Is it possible to receive an electric shock when you *stop* touching something?

I seem to remember as a young child being told that it is safe to touch a Van de Graff generator (for the hair demonstration), but that if you let go before it is safe you will get a nasty shock. I know a bit more about electricity now, and I'm a little skeptical now. Is it possible to get a shock from letting go of something?

Kolanaki ,
@Kolanaki@yiffit.net avatar

If you're in some kind of science experiment where you're being conditioned to not stop touching something: Yes.

stalker ,

I am not expert, but seems plausable.

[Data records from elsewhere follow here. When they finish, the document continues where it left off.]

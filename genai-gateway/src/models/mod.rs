//! Request and response bodies of the generation endpoint.

pub mod generation;

pub use generation::{GenerationRequest, GenerationResponse, DEFAULT_MAX_TOKENS, DEFAULT_TEMPERATURE};
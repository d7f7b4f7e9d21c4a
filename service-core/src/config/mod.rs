use crate::error::AppError;
use config::{Config as Cfg, File};
use serde::Deserialize;

/// Settings shared by every service, read from `configuration.*` and `APP__*`.
#[derive(Debug, Deserialize, Clone)]
pub struct Config {
    #[serde(default = "default_port")]
    pub port: u16,
    #[serde(default = "default_log_level")]
    pub log_level: String,
    /// OTLP collector endpoint. Span export is disabled when unset.
    #[serde(default)]
    pub otlp_endpoint: Option<String>,
}

fn default_port() -> u16 {
    8080
}

fn default_log_level() -> String {
    "info".to_string()
}

impl Default for Config {
    fn default() -> Self {
        Self {
            port: default_port(),
            log_level: default_log_level(),
            otlp_endpoint: None,
        }
    }
}

impl Config {
    pub fn load() -> Result<Self, AppError> {
        dotenvy::dotenv().ok();

        let config = Cfg::builder()
            .add_source(File::with_name("configuration").required(false))
            .add_source(config::Environment::with_prefix("APP").separator("__"))
            .build()?;

        Ok(config.try_deserialize()?)
    }
}

#[cfg(test)]
mod tests {
    use super::*;

    #[test]
    fn empty_source_uses_defaults() {
        let config: Config = Cfg::builder()
            .build()
            .and_then(|c| c.try_deserialize())
            .expect("defaults should deserialize");

        assert_eq!(config.port, 8080);
        assert_eq!(config.log_level, "info");
        assert!(config.otlp_endpoint.is_none());
    }

    #[test]
    fn explicit_values_override_defaults() {
        let config: Config = Cfg::builder()
            .set_override("port", 0)
            .and_then(|b| b.set_override("otlp_endpoint", "http://tempo:4317"))
            .and_then(|b| b.build())
            .and_then(|c| c.try_deserialize())
            .expect("overrides should deserialize");

        assert_eq!(config.port, 0);
        assert_eq!(config.otlp_endpoint.as_deref(), Some("http://tempo:4317"));
    }
}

Shock comes from high voltage electric charge jumping from metal to skin. If you press it, you are part of the electric charge. If you are far away, charge cannot jump. Problem is only when you are couple of centimeters close to it. AFAIK, this is not current, but electric discharge, I think it cannot kill you (it is just very unpleasant), but maybe someone else knows better?

TotallyHuman OP ,

Thing that confuses me is that when you let go, you should have the same charge as the generator. No charge difference, no arc. Unless I'm wrong about something, which I probably am (hence my confusion).

catloaf ,

The generator is generating a difference. Even if you have the same potential when you're holding it, as soon as you let go, that ends.

TotallyHuman OP ,

Does the human body rapidly discharge into air or something?

catloaf ,

Enough for a change in potential to cause arcing, as we can see. I'm sure you could find relevant experimental studies, or even conduct them on yourself with a proper transformer and voltmeter.

Kalkaline ,
@Kalkaline@leminal.space avatar

Yeah, if you move your hand around on those things you'll get a static shock, it's going to hurt, but it won't kill you. If you watch those demonstrations they have a pole they ground the generator out with.